Piers Acland Posted February 25, 2021 Share Posted February 25, 2021 Dear all, Does anyone have any advice about matt fuel proofer (for glow)? What about the Aerokote "Make it Matt" product - is that any good? Kind Regards Piers Quote Link to comment Share on other sites More sharing options...
Jon H Posted February 25, 2021 Share Posted February 25, 2021 it all depends what you are spraying over the top of. I tend to paint with enamels so i have to shy away from anything with acetone/cellulose thinner as a solvent ? I have got away with spraying cellulose thinned epoxy over my enamels, but its time consuming and easy to screw up. Im just going to use the guild enamel fuel proofer for now. The trick is to let it really dry, like well over a month, before getting it all oily. Quote Link to comment Share on other sites More sharing options...
Tim Flyer Posted February 25, 2021 Share Posted February 25, 2021 As Jon says it works but using it on top of enamels comes with risk as if you apply it thickly or the enamel isn’t really solid it will bubble up and ruin. The only way round that is super thin flash coat application allowing very quick drying (solvent evaporation). Even then there is some risk so try a small area first! Aerokote is much better on cellulose paints however those are hard to obtain these days due to their nasty solvent. The simple solution is using enamel paints like Guild and living with their slightly lesser fuel proofing . I’m going to use enamel on my latest project but might just use Aerokote around the fuel filler /vent underneath the cowl where fuel may splash. I wouldn’t risk it on a large area and risk bubbling up and re-painting . Quote Link to comment Share on other sites More sharing options...
Andy Stephenson Posted February 25, 2021 Share Posted February 25, 2021 2 hours ago, Jon - Laser Engines said: ... Im just going to use the guild enamel fuel proofer for now. The trick is to let it really dry, like well over a month, before getting it all oily. Jon, When marketed under the Flair Spectrum name I found that the clear fuel proofer was less fuelproof than the paint colours. It just went gooey and rubbed off off. I suggest you try a test piece or on a model you don't care about first. The only truly fuelproof coating is a two part one. Quote Link to comment Share on other sites More sharing options...

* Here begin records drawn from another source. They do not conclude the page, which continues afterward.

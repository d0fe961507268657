//! Data models
//!
//! `*Payload` types mirror the loosely-typed JSON produced upstream.
//! Everything downstream works on the normalized types.

pub mod order;

// Re-exports
pub use order::*;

Jon H Posted February 25, 2021 Share Posted February 25, 2021 Some years ago i painted an engine test stand up with spectrum fuel proofer and then for some reason never used it. It sat on the window still at work for ages, like a year or more and when it came time to throw it away i was surprised just how tough the fuel proofer had become. Although enamel fuel proofers have their limitations, i really suspect that most of us dont leave them to dry for long enough and that is part of the problem. Certainly my solarlac painted stampe was not fully dry for probably 3 months after painting, and in my recent investigation of guitar painting they always come back with waiting at least 3 weeks for lacquer to dry to the point where it can be polished up. Now the weather is improving i hope to slap some fuel proofer on my Hurricane and then probably fly it around may time. The weather should be better by then, hopefully we will not be diseased any more and allowed out, and i need to inspect and test fly all my other planes before getting into a new one. With a couple of moths drying time hopefully the fuel proofer will do a decent job Quote Link to comment Share on other sites More sharing options...
Ron Gray Posted February 25, 2021 Share Posted February 25, 2021 Several thin coats of Clearcoat seem to go on OK to most painted surfaces including enamel, it can be matted down with additive. Quote Link to comment Share on other sites More sharing options...
Bob Cotsford Posted February 25, 2021 Share Posted February 25, 2021 Flair/Guild made two clear lacquers, Gloss Clear and Clear Fuelproofer. The one marketed as fuelproofer had a particularly toxic smell to it. As Andy stated, it was far from fuelproof and was prone to turning rubbery and separating from the colour layers it was supposed to protect even with a mild 5% fuel. Oddly the Gloss Clear was reasonably resistant to glow! Clearcoat with a week to cure was/is in a different (ie better) class. Quote Link to comment Share on other sites More sharing options...
Andy Stephenson Posted February 25, 2021 Share Posted February 25, 2021 Actually I was talking about the gloss version so if the matt stuff is worse then avoid like the plague. Quote Link to comment Share on other sites More sharing options...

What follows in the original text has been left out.